New York Times, July 19, 2013
By Charles M. Blow
On Friday President Obama picked at America’s racial wound, and it bled a bit.
Despite persistent attempts by some to divest the Trayvon Martin-George Zimmerman tragedy of its racial resonance, the president refused to allow it.
During a press briefing, Mr. Obama spoke of the case, soberly and deliberately, in an achingly personal tone, saying: “You know, when Trayvon Martin was first shot I said that this could have been my son. Another way of saying that is Trayvon Martin could have been me 35 years ago.”
With that statement, an exalted black man found kinship with a buried black boy, the two inextricably linked by inescapable biases, one expressing the pains and peril of living behind the veil of his brown skin while the other no longer could.
With his statements, the president dispensed with the pedantic and made the tragedy personal.
He spoke of his own experiences with subtle biases, hinting at the psychological violence it does to the spirit — being followed around in stores when shopping, hearing the locking of car doors when you approach, noticing the clutching of purses as you enter an elevator.
It is in these subtleties that black folks are forever forced to box with shadows, forever forced to recognize their otherness and their inability to simply blend.
In “The Souls of Black Folk,” W. E. B. Du Bois described this phenomenon thusly:
“It is a peculiar sensation, this double-consciousness, this sense of always looking at one’s self through the eyes of others, of measuring one’s soul by the tape of a world that looks on in amused contempt and pity. One ever feels his two-ness — an American, a Negro; two souls, two thoughts two unreconciled strivings; two warring ideals in one dark body, whose dogged strength alone keeps it from being torn asunder.”
Surely, much has changed in America since Du Bois wrote those lines more than a century ago — namely, bias tends to be expressed structurally rather than on an individual level — but the “two-ness” remains. The reality of being marked, denied and diminished for being America’s darker sons persists, even for a man who rose to become one of America’s brightest lights.
And while words are not actions or solutions, giving voice to a people’s pain from The People’s house has power.
On Friday the president reached past one man and one boy and one case in one small Florida town, across centuries of slavery and oppression and discrimination and self-destructive behavior, and sought to place this charged case in a cultural context.
It can be too easy when speaking of race, bias, stereotypes and inequality to arrive at simplistic explanations. There is often a tendency to separate legacy traumas and cultural conditioning from personal responsibility, but it cannot be done. The truth is that racial realities are complicated, weaving all these factors into a single fabric.
There is no denying that an enormous amount of violence — both physical and psychological — is aimed at black men.
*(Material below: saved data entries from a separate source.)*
//! Conversion failures.

use serde::{Deserialize, Serialize};
use std::fmt;
use std::path::PathBuf;
use std::time::Duration;
use thiserror::Error;

use crate::format::{Format, FormatError};
use crate::registry::RegistryError;
use crate::supervisor::SupervisorError;
use crate::workspace::WorkspaceError;

fn exit_label(exit_code: &Option<i32>) -> String {
    match exit_code {
        Some(code) => format!("exit code {}", code),
        None => "a signal".to_string(),
    }
}

/// Why a conversion did not produce an output.
///
/// Lower layers' failures are carried as they are: a missing tool stays
/// `ToolUnavailable`, a timeout stays `Timeout`.
#[derive(Debug, Error)]
pub enum ConversionError {
    /// No recipe converts the source format into the target.
    #[error("Conversion from {from} to {to} is not supported")]
    UnsupportedConversion { from: Format, to: Format },

    /// The source format could not be determined.
    #[error("Unrecognized source format: {0}")]
    UnrecognizedFormat(#[from] FormatError),

    /// The tool ran past its recipe's budget and was killed.
    #[error("Tool timed out after {}s", after.as_secs_f64())]
    Timeout { after: Duration },

    /// The job was cancelled before or while running.
    #[error("Conversion cancelled")]
    Cancelled,

    /// The tool exited unsuccessfully.
    #[error("Tool exited with {}: {stderr_tail}", exit_label(exit_code))]
    ToolError {
        exit_code: Option<i32>,
        stderr_tail: String,
    },

    /// The tool reported success but left no usable output.
    #[error("Tool produced no usable .{extension} output")]
    MissingOutput { extension: String },

    /// The tool's executable could not be launched.
    #[error("Tool not available: {}", program.display())]
    ToolUnavailable { program: PathBuf },

    /// Preparing or reading the job's workspace failed.
    #[error("Workspace error: {0}")]
    Workspace(WorkspaceError),

    /// The job ended without a result (panic, runtime shutdown).
    #[error("Internal error: {reason}")]
    Internal { reason: String },
}

impl ConversionError {
    pub fn kind(&self) -> FailureKind {
        match self {
            Self::UnsupportedConversion { .. } => FailureKind::UnsupportedConversion,
            Self::UnrecognizedFormat(_) => FailureKind::UnrecognizedFormat,
            Self::Timeout { .. } => FailureKind::Timeout,
            Self::Cancelled => FailureKind::Cancelled,
            Self::ToolError { .. } => FailureKind::ToolError,
            Self::MissingOutput { .. } => FailureKind::MissingOutput,
            Self::ToolUnavailable { .. } => FailureKind::ToolUnavailable,
            Self::Workspace(_) => FailureKind::Workspace,
            Self::Internal { .. } => FailureKind::Internal,
        }
    }
}

impl From<WorkspaceError> for ConversionError {
    fn from(err: WorkspaceError) -> Self {
        match err {
            WorkspaceError::MissingOutput { extension } => Self::MissingOutput { extension },
            other => Self::Workspace(other),
        }
    }
}

impl From<RegistryError> for ConversionError {
    fn from(err: RegistryError) -> Self {
        match err {
            RegistryError::NotFound { from, to } => Self::UnsupportedConversion { from, to },
            other => Self::Internal {
                reason: other.to_string(),
            },
        }
    }
}

impl From<SupervisorError> for ConversionError {
    fn from(err: SupervisorError) -> Self {
        match err {
            SupervisorError::ToolNotFound { program } => Self::ToolUnavailable { program },
            SupervisorError::Io(e) => Self::Internal {
                reason: format!("failed to run tool: {}", e),
            },
        }
    }
}

/// Failure category, stable across releases.
#[derive(Debug, Clone, Copy, PartialEq, Eq, Hash, Serialize, Deserialize)]
#[serde(rename_all = "snake_case")]
pub enum FailureKind {
    UnsupportedConversion,
    UnrecognizedFormat,
    Timeout,
    Cancelled,
    ToolError,
    MissingOutput,
    ToolUnavailable,
    Workspace,
    Internal,
}

impl FailureKind {
    pub fn as_str(&self) -> &'static str {
        match self {
            Self::UnsupportedConversion => "unsupported_conversion",
            Self::UnrecognizedFormat => "unrecognized_format",
            Self::Timeout => "timeout",
            Self::Cancelled => "cancelled",
            Self::ToolError => "tool_error",
            Self::MissingOutput => "missing_output",
            Self::ToolUnavailable => "tool_unavailable",
            Self::Workspace => "workspace",
            Self::Internal => "internal",
        }
    }

    /// Text shown to the person who asked for the conversion.
    pub fn user_message(&self) -> &'static str {
        match self {
            Self::UnsupportedConversion => "This file can't be converted to the requested format.",
            Self::UnrecognizedFormat => "The file type could not be recognized.",
            Self::Timeout => "The conversion took too long and was stopped.",
            Self::Cancelled => "The conversion was cancelled.",
            Self::ToolError => "The converter could not process this file.",
            Self::MissingOutput => "The converter finished but produced no file.",
            Self::ToolUnavailable => "The converter for this format is not installed.",
            Self::Workspace => "A temporary storage problem occurred. Please try again.",
            Self::Internal => "Something went wrong. Please try again.",
        }
    }
}

impl fmt::Display for FailureKind {
    fn fmt(&self, f: &mut fmt::Formatter<'_>) -> fmt::Result {
        f.write_str(self.as_str())
    }
}
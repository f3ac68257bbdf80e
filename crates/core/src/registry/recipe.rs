//! Conversion recipes.

use serde::{Deserialize, Serialize};
use std::path::{Path, PathBuf};
use std::time::Duration;

use crate::format::Format;

/// Placeholder replaced by the materialized input path.
pub const INPUT_PLACEHOLDER: &str = "{input}";
/// Placeholder replaced by `<workspace>/output.<ext>`.
pub const OUTPUT_PLACEHOLDER: &str = "{output}";
/// Placeholder replaced by the workspace directory.
pub const OUTPUT_DIR_PLACEHOLDER: &str = "{output_dir}";

/// Default execution budget for recipes built without an explicit one.
const DEFAULT_MAX_DURATION: Duration = Duration::from_secs(120);

/// Family of external tool a recipe runs.
#[derive(Debug, Clone, Copy, PartialEq, Eq, Hash, Serialize, Deserialize)]
#[serde(rename_all = "snake_case")]
pub enum ToolKind {
    /// Audio/video/image transcoder (ffmpeg).
    Transcoder,
    /// Markup-to-document converter (pandoc).
    Markup,
    /// Document typesetting engine producing PDF (xelatex).
    Typesetter,
}

impl ToolKind {
    pub fn as_str(&self) -> &'static str {
        match self {
            Self::Transcoder => "transcoder",
            Self::Markup => "markup",
            Self::Typesetter => "typesetter",
        }
    }

    /// Argument that makes the tool print its version and exit.
    pub fn version_arg(&self) -> &'static str {
        match self {
            Self::Transcoder => "-version",
            Self::Markup | Self::Typesetter => "--version",
        }
    }
}

/// Declarative description of how to turn `source` into `target`.
#[derive(Debug, Clone, PartialEq, Eq, Serialize)]
pub struct Recipe {
    pub source: Format,
    pub target: Format,
    pub tool: ToolKind,
    /// Executable to launch.
    pub program: PathBuf,
    /// Argument template, one entry per argv token.
    pub args: Vec<String>,
    /// Extension of the file the tool is expected to produce.
    pub output_extension: String,
    /// Wall-clock budget for a single run.
    pub max_duration: Duration,
}

impl Recipe {
    /// Creates a recipe producing a file with the target's canonical extension.
    pub fn new<I, S>(
        source: Format,
        target: Format,
        tool: ToolKind,
        program: impl Into<PathBuf>,
        args: I,
    ) -> Self
    where
        I: IntoIterator<Item = S>,
        S: Into<String>,
    {
        Self {
            source,
            target,
            tool,
            program: program.into(),
            args: args.into_iter().map(Into::into).collect(),
            output_extension: target.extension().to_string(),
            max_duration: DEFAULT_MAX_DURATION,
        }
    }

    /// Sets the wall-clock budget.
    pub fn with_max_duration(mut self, max_duration: Duration) -> Self {
        self.max_duration = max_duration;
        self
    }

    /// Sets the expected output extension.
    pub fn with_output_extension(mut self, ext: impl Into<String>) -> Self {
        self.output_extension = ext.into().trim_start_matches('.').to_ascii_lowercase();
        self
    }

    /// Whether the template references the input file.
    pub fn has_input_placeholder(&self) -> bool {
        self.args.iter().any(|a| a.contains(INPUT_PLACEHOLDER))
    }

    /// Name of the file the tool is told to write inside the workspace.
    pub fn output_file_name(&self) -> String {
        format!("output.{}", self.output_extension)
    }

    /// Substitutes the placeholders, producing the concrete argv.
    ///
    /// Each template entry stays one argument, so paths are never re-split or
    /// interpreted by a shell.
    pub fn render_args(&self, input: &Path, output_dir: &Path) -> Vec<String> {
        let input_str = input.to_string_lossy();
        let output_str = output_dir.join(self.output_file_name());
        let output_str = output_str.to_string_lossy();
        let output_dir_str = output_dir.to_string_lossy();

        self.args
            .iter()
            .map(|arg| {
                arg.replace(INPUT_PLACEHOLDER, &input_str)
                    .replace(OUTPUT_DIR_PLACEHOLDER, &output_dir_str)
                    .replace(OUTPUT_PLACEHOLDER, &output_str)
            })
            .collect()
    }
}
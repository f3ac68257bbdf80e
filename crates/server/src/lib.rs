//! HTTP adapter for the filemorph conversion engine.

pub mod api;
pub mod metrics;
pub mod state;
use axum::{
    extract::State,
    http::header,
    response::IntoResponse,
    Json,
};
use filemorph_core::Config;
use serde::Serialize;
use std::sync::Arc;

use crate::metrics::{collect_dynamic_metrics, encode_metrics};
use crate::state::AppState;

#[derive(Serialize)]
pub struct HealthResponse {
    pub status: String,
    pub version: String,
}

pub async fn health() -> Json<HealthResponse> {
    Json(HealthResponse {
        status: "ok".to_string(),
        version: env!("CARGO_PKG_VERSION").to_string(),
    })
}

/// Effective configuration; nothing in it is secret.
pub async fn get_config(State(state): State<Arc<AppState>>) -> Json<Config> {
    Json(state.config().clone())
}

/// Prometheus scrape endpoint.
pub async fn metrics(State(state): State<Arc<AppState>>) -> impl IntoResponse {
    collect_dynamic_metrics(&state);
    (
        [(header::CONTENT_TYPE, "text/plain; version=0.0.4")],
        encode_metrics(),
    )
}
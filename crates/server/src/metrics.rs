//! Prometheus metrics for observability.
//!
//! This module provides metrics for monitoring the filemorph server:
//! - HTTP request metrics (latency, counts, errors)
//! - Upload sizes
//! - Slot pool status (collected dynamically)

use once_cell::sync::Lazy;
use prometheus::{
    self, Encoder, Histogram, HistogramOpts, HistogramVec, IntCounterVec, IntGauge, Opts,
    Registry, TextEncoder,
};

/// Global metrics registry.
pub static REGISTRY: Lazy<Registry> = Lazy::new(|| {
    let registry = Registry::new();
    register_metrics(&registry);
    registry
});

// =============================================================================
// HTTP Request Metrics
// =============================================================================

/// HTTP request duration in seconds.
pub static HTTP_REQUEST_DURATION: Lazy<HistogramVec> = Lazy::new(|| {
    HistogramVec::new(
        HistogramOpts::new(
            "filemorph_http_request_duration_seconds",
            "HTTP request duration in seconds",
        )
        .buckets(vec![
            0.001, 0.005, 0.01, 0.05, 0.1, 0.5, 1.0, 5.0, 15.0, 60.0, 300.0,
        ]),
        &["method", "path", "status"],
    )
    .unwrap()
});

/// HTTP requests total count.
pub static HTTP_REQUESTS_TOTAL: Lazy<IntCounterVec> = Lazy::new(|| {
    IntCounterVec::new(
        Opts::new("filemorph_http_requests_total", "Total HTTP requests"),
        &["method", "path", "status"],
    )
    .unwrap()
});

/// HTTP requests currently in flight.
pub static HTTP_REQUESTS_IN_FLIGHT: Lazy<IntGauge> = Lazy::new(|| {
    IntGauge::new(
        "filemorph_http_requests_in_flight",
        "Number of HTTP requests currently being processed",
    )
    .unwrap()
});

/// Size of accepted uploads.
pub static UPLOAD_BYTES: Lazy<Histogram> = Lazy::new(|| {
    Histogram::with_opts(
        HistogramOpts::new("filemorph_upload_bytes", "Size of accepted uploads in bytes").buckets(
            vec![
                1024.0,
                64.0 * 1024.0,
                1024.0 * 1024.0,
                8.0 * 1024.0 * 1024.0,
                32.0 * 1024.0 * 1024.0,
                128.0 * 1024.0 * 1024.0,
            ],
        ),
    )
    .unwrap()
});

/// Conversions rejected before a job was created, by failure kind.
pub static CONVERSIONS_REJECTED: Lazy<IntCounterVec> = Lazy::new(|| {
    IntCounterVec::new(
        Opts::new(
            "filemorph_conversions_rejected_total",
            "Conversion requests rejected before queueing",
        ),
        &["kind"],
    )
    .unwrap()
});

// =============================================================================
// Pool Metrics (collected dynamically)
// =============================================================================

/// Configured number of execution slots.
pub static POOL_SLOTS: Lazy<IntGauge> = Lazy::new(|| {
    IntGauge::new("filemorph_pool_slots", "Number of execution slots").unwrap()
});

/// Highest number of slots ever in use at once.
pub static POOL_PEAK_ACTIVE: Lazy<IntGauge> = Lazy::new(|| {
    IntGauge::new(
        "filemorph_pool_peak_active",
        "Highest number of jobs that held a slot at the same time",
    )
    .unwrap()
});

// =============================================================================
// Registration
// =============================================================================

fn register_metrics(registry: &Registry) {
    // HTTP
    registry
        .register(Box::new(HTTP_REQUEST_DURATION.clone()))
        .unwrap();
    registry
        .register(Box::new(HTTP_REQUESTS_TOTAL.clone()))
        .unwrap();
    registry
        .register(Box::new(HTTP_REQUESTS_IN_FLIGHT.clone()))
        .unwrap();
    registry.register(Box::new(UPLOAD_BYTES.clone())).unwrap();
    registry
        .register(Box::new(CONVERSIONS_REJECTED.clone()))
        .unwrap();

    // Pool
    registry.register(Box::new(POOL_SLOTS.clone())).unwrap();
    registry
        .register(Box::new(POOL_PEAK_ACTIVE.clone()))
        .unwrap();

    // Core metrics (jobs, tools, scratch root)
    for metric in filemorph_core::metrics::all_metrics() {
        registry.register(metric).unwrap();
    }
}

/// Encode all metrics as Prometheus text format.
pub fn encode_metrics() -> String {
    let encoder = TextEncoder::new();
    let metric_families = REGISTRY.gather();
    let mut buffer = Vec::new();
    encoder.encode(&metric_families, &mut buffer).unwrap();
    String::from_utf8(buffer).unwrap()
}

/// Collect dynamic metrics from current application state.
///
/// Called before encoding so the pool gauges reflect the scheduler.
pub fn collect_dynamic_metrics(state: &crate::state::AppState) {
    let status = state.orchestrator().pool_status();
    POOL_SLOTS.set(status.max_concurrent as i64);
    POOL_PEAK_ACTIVE.set(status.peak_active as i64);
}

/// Normalize a path for metric labels (replace IDs with placeholders).
pub fn normalize_path(path: &str) -> String {
    let uuid_regex = regex_lite::Regex::new(
        r"[0-9a-fA-F]{8}-?[0-9a-fA-F]{4}-?[0-9a-fA-F]{4}-?[0-9a-fA-F]{4}-?[0-9a-fA-F]{12}",
    )
    .unwrap();
    uuid_regex.replace_all(path, "{id}").to_string()
}

#[cfg(test)]
mod tests {
    use super::*;

    #[test]
    fn test_normalize_path_job_id() {
        let path = "/api/v1/jobs/550e8400e29b41d4a716446655440000";
        assert_eq!(normalize_path(path), "/api/v1/jobs/{id}");
    }

    #[test]
    fn test_normalize_path_hyphenated_uuid() {
        let path = "/api/v1/jobs/550e8400-e29b-41d4-a716-446655440000";
        assert_eq!(normalize_path(path), "/api/v1/jobs/{id}");
    }

    #[test]
    fn test_normalize_path_no_ids() {
        let path = "/api/v1/formats";
        assert_eq!(normalize_path(path), "/api/v1/formats");
    }

    #[test]
    fn test_encode_metrics_returns_prometheus_format() {
        HTTP_REQUESTS_TOTAL
            .with_label_values(&["GET", "/test", "200"])
            .inc();

        let output = encode_metrics();
        assert!(output.contains("filemorph_http_requests_total"));
        assert!(output.contains("# HELP"));
        assert!(output.contains("# TYPE"));
    }

    #[test]
    fn test_registry_contains_core_metrics() {
        // Prometheus only outputs vector metrics that have a label set.
        filemorph_core::metrics::CONVERSIONS_TOTAL
            .with_label_values(&["succeeded"])
            .inc_by(0);
        POOL_SLOTS.set(2);

        let output = encode_metrics();
        assert!(output.contains("filemorph_conversions_total"));
        assert!(output.contains("filemorph_jobs_queued"));
        assert!(output.contains("filemorph_jobs_running"));
        assert!(output.contains("filemorph_workspace_sweeps_total"));
        assert!(output.contains("filemorph_pool_slots"));
    }
}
That violence is both interracial and intraracial. Too many black men inflict that violence on one another, feeding a self-destructive cycle of victimization until hope is crushed to the ground and opportunity seems beyond the sky.
All of this must be considered when we speak of race, and those conversations cannot be a communion of the aggrieved. All parties must acknowledge and accept their role in the problems for us to solve them. Only when the burden of bias is shared — only when we can empathize with the feelings of “the other” — can we move beyond injury to healing.
Yes, we should encourage young black men to value themselves and make better choices that reflect that value.
But we must also acknowledge that poverty is sticky and despair, dogged. The legacy effects of American oppression — which destroyed families, ingrained cultural violence, and denied generations of African-Americans the luxury of accruing and transferring intergenerational wealth — cannot simply be written off.
Most blacks don’t believe that racial prejudice is the whole of black people’s problems today, or is even chief among them. According to a Gallup poll released Friday, only 37 percent of blacks believe that the fact that they, on average, have worse jobs, income and housing is “mostly” because of discrimination.
But it would be hard to argue that bias plays no role, even if it’s immeasurable.
That’s why there was value in the president of the United States acknowledging his “two-ness” on Friday and connecting with Trayvon Martin — because we can never lose sight of the fact that biases and stereotypes and violence are part of a black man’s burden in America, no matter that man’s station.
We could all have been Trayvon.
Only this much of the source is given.